Science and Buddhism Meet with His Holiness the Dalai Lama
I have had the great fortune of meeting His Holiness the Dalai Lama many times over the past three decades but it’s something of which one never tires. So when Geshe Tsulga-la, our teacher at Kurukulla Center, asked me to represent him in greeting His Holiness at Boston’s Logan International Airport, I didn’t have to check my schedule for that day, Friday, September 12.
His Holiness’s first stop was at Kurukulla Center, which was reported in the previous issue of Mandala. You can hear and read His Holiness’s advice to the members of this FPMT center and see many photos at www.kurukulla.org. In a packed day, His Holiness also met with 200 journalists and 400 local-area Tibetans, plus another 200 out-of-towners.

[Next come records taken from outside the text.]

//! Booking ledger for one session
//!
//! Bookings carry a value copy of the offer they were made for, so nothing in
//! the catalog can change a booking after the fact. The ledger is persistent in
//! the functional sense: recording returns a new ledger and leaves the old one
//! untouched.

use crate::catalog::{FlightOffer, HotelOffer, PackageDeal};
use chrono::{Local, NaiveDate};
use serde::{Deserialize, Serialize};
use std::fmt;
use tracing::info;

/// Display format of booking dates (month/day/year, no padding)
pub const BOOKING_DATE_FORMAT: &str = "%-m/%-d/%Y";

/// What was booked, with a snapshot of the offer at booking time
#[derive(Debug, Clone, PartialEq, Serialize, Deserialize)]
#[serde(tag = "type", content = "details")]
pub enum BookingDetails {
    Flight(FlightOffer),
    Hotel(HotelOffer),
    Package(PackageDeal),
}

impl BookingDetails {
    pub fn kind(&self) -> BookingKind {
        match self {
            BookingDetails::Flight(_) => BookingKind::Flight,
            BookingDetails::Hotel(_) => BookingKind::Hotel,
            BookingDetails::Package(_) => BookingKind::Package,
        }
    }

    /// Price charged for the booking: the fare, one hotel night, or the
    /// discounted package total
    pub fn price(&self) -> f64 {
        match self {
            BookingDetails::Flight(flight) => flight.price,
            BookingDetails::Hotel(hotel) => hotel.price_per_night,
            BookingDetails::Package(package) => package.total_price(),
        }
    }

    /// One-line description used in booking lists
    pub fn headline(&self) -> String {
        match self {
            BookingDetails::Flight(flight) => format!("{}: {} to {}", flight.airline, flight.from, flight.to),
            BookingDetails::Hotel(hotel) => format!("{}, {}", hotel.hotel_name, hotel.city),
            BookingDetails::Package(package) => format!(
                "{}: flight with {} & stay at {}",
                package.flight.to, package.flight.airline, package.hotel.hotel_name
            ),
        }
    }
}

/// Booking discriminant
#[derive(Debug, Clone, Copy, PartialEq, Eq, Hash, Serialize, Deserialize)]
pub enum BookingKind {
    Flight,
    Hotel,
    Package,
}

impl fmt::Display for BookingKind {
    fn fmt(&self, f: &mut fmt::Formatter<'_>) -> fmt::Result {
        let label = match self {
            BookingKind::Flight => "Flight",
            BookingKind::Hotel => "Hotel",
            BookingKind::Package => "Package",
        };
        f.write_str(label)
    }
}

/// A confirmed booking. Never modified once created.
#[derive(Debug, Clone, PartialEq, Serialize, Deserialize)]
pub struct Booking {
    #[serde(flatten)]
    details: BookingDetails,
    #[serde(rename = "bookingDate")]
    booking_date: String,
}

impl Booking {
    pub fn kind(&self) -> BookingKind {
        self.details.kind()
    }

    pub fn details(&self) -> &BookingDetails {
        &self.details
    }

    pub fn booking_date(&self) -> &str {
        &self.booking_date
    }

    pub fn price(&self) -> f64 {
        self.details.price()
    }
}

/// Bookings of the current session, in the order they were made
#[derive(Debug, Clone, Default, PartialEq, Serialize, Deserialize)]
pub struct Ledger {
    bookings: Vec<Booking>,
}

impl Ledger {
    pub fn new() -> Self {
        Self::default()
    }

    pub fn len(&self) -> usize {
        self.bookings.len()
    }

    pub fn is_empty(&self) -> bool {
        self.bookings.is_empty()
    }

    pub fn iter(&self) -> impl Iterator<Item = &Booking> {
        self.bookings.iter()
    }

    /// Most recent booking
    pub fn last(&self) -> Option<&Booking> {
        self.bookings.last()
    }
}

impl<'a> IntoIterator for &'a Ledger {
    type Item = &'a Booking;
    type IntoIter = std::slice::Iter<'a, Booking>;

    fn into_iter(self) -> Self::IntoIter {
        self.bookings.iter()
    }
}

/// Record a booking dated today (local time).
///
/// Returns the extended ledger together with the new booking; `ledger` itself
/// is left as it was.
pub fn record_booking(ledger: &Ledger, details: BookingDetails) -> (Ledger, Booking) {
    record_booking_on(ledger, details, Local::now().date_naive())
}

/// Record a booking with an explicit booking date
pub fn record_booking_on(ledger: &Ledger, details: BookingDetails, date: NaiveDate) -> (Ledger, Booking) {
    let booking = Booking {
        details,
        booking_date: date.format(BOOKING_DATE_FORMAT).to_string(),
    };

    let mut bookings = Vec::with_capacity(ledger.bookings.len() + 1);
    bookings.extend(ledger.bookings.iter().cloned());
    bookings.push(booking.clone());

    info!(
        kind = %booking.kind(),
        price = booking.price(),
        booking_date = %booking.booking_date,
        ledger_size = bookings.len(),
        "Booking recorded"
    );

    (Ledger { bookings }, booking)
}

#[cfg(test)]
mod tests {
    use super::*;
    use crate::catalog::Catalog;

    fn date() -> NaiveDate {
        NaiveDate::from_ymd_opt(2024, 9, 3).unwrap()
    }

    #[test]
    fn test_record_booking_grows_ledger_by_one() {
        let catalog = Catalog::bundled().unwrap();
        let empty = Ledger::new();

        let (one, first) = record_booking_on(&empty, BookingDetails::Flight(catalog.flight(1).unwrap().clone()), date());
        let (two, second) = record_booking_on(&one, BookingDetails::Hotel(catalog.hotel(2).unwrap().clone()), date());

        assert!(empty.is_empty());
        assert_eq!(one.len(), 1);
        assert_eq!(two.len(), 2);
        assert_eq!(one.last(), Some(&first));
        assert_eq!(two.last(), Some(&second));
        assert_eq!(two.iter().next(), Some(&first));
    }

    #[test]
    fn test_prior_ledger_is_unchanged() {
        let catalog = Catalog::bundled().unwrap();
        let (before, _) = record_booking_on(&Ledger::new(), BookingDetails::Hotel(catalog.hotel(4).unwrap().clone()), date());
        let snapshot = before.clone();

        let _ = record_booking_on(&before, BookingDetails::Package(catalog.package(3).unwrap().clone()), date());

        assert_eq!(before, snapshot);
    }

    #[test]
    fn test_identical_bookings_are_not_merged() {
        let catalog = Catalog::bundled().unwrap();
        let details = BookingDetails::Flight(catalog.flight(5).unwrap().clone());
        let (ledger, _) = record_booking_on(&Ledger::new(), details.clone(), date());
        let (ledger, _) = record_booking_on(&ledger, details, date());
        assert_eq!(ledger.len(), 2);
    }

    #[test]
    fn test_booking_kind_and_price() {
        let catalog = Catalog::bundled().unwrap();
        let (_, flight) = record_booking_on(&Ledger::new(), BookingDetails::Flight(catalog.flight(1).unwrap().clone()), date());
        assert_eq!(flight.kind(), BookingKind::Flight);
        assert_eq!(flight.kind().to_string(), "Flight");
        assert_eq!(flight.price(), 750.0);
        assert_eq!(flight.booking_date(), "9/3/2024");

        let (_, package) = record_booking_on(&Ledger::new(), BookingDetails::Package(catalog.package(1).unwrap().clone()), date());
        assert_eq!(package.kind(), BookingKind::Package);
        assert!((package.price() - 1277.0).abs() < 1e-9);
    }

    #[test]
    fn test_record_booking_stamps_today() {
        let catalog = Catalog::bundled().unwrap();
        let (_, booking) = record_booking(&Ledger::new(), BookingDetails::Hotel(catalog.hotel(6).unwrap().clone()));
        assert!(!booking.booking_date().is_empty());
    }

    #[test]
    fn test_booking_serializes_with_type_tag() {
        let catalog = Catalog::bundled().unwrap();
        let (_, booking) = record_booking_on(&Ledger::new(), BookingDetails::Hotel(catalog.hotel(2).unwrap().clone()), date());
        let json = serde_json::to_value(&booking).unwrap();
        assert_eq!(json["type"], "Hotel");
        assert_eq!(json["details"]["hotelName"], "The Ritz");
        assert_eq!(json["bookingDate"], "9/3/2024");
    }

    #[test]
    fn test_headlines() {
        let catalog = Catalog::bundled().unwrap();
        let package = BookingDetails::Package(catalog.package(2).unwrap().clone());
        assert_eq!(package.headline(), "Paris: flight with Emirates & stay at Le Bristol");
        let flight = BookingDetails::Flight(catalog.flight(3).unwrap().clone());
        assert_eq!(flight.headline(), "Emirates: Dubai to Paris");
    }
}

His main Boston event was the Mind and Life conference at MIT (Massachusetts Institute of Technology) entitled “Investigating the Mind: Exchanges between Buddhism and the Behavioral Sciences on How the Mind Works.” The Mind and Life Institute was started in 1987 by a neuroscientist, the late Francisco Varela, and entrepreneur Adam Engle, an old friend of the FPMT who first came to Kopan in 1974. At www.mindandlife.org you can order audio and video of the entire event.
In the opening addresses, we were reminded that for many years, “consciousness” and “experience” were taboo terms in Western behavioral science, and introspection was rejected as a method for investigating the mind. Cognitive scientists now realize that there can be no comprehensive science of mind without a science of consciousness and that this science will have to make systematic use of introspective reports about subjective experience. The challenge is how to make introspection a reliable method of investigation. Dr. Varela originally developed neurophenomenology to focus on these issues, where first-person experiences complement third-person observations in a process of mutual information and revision.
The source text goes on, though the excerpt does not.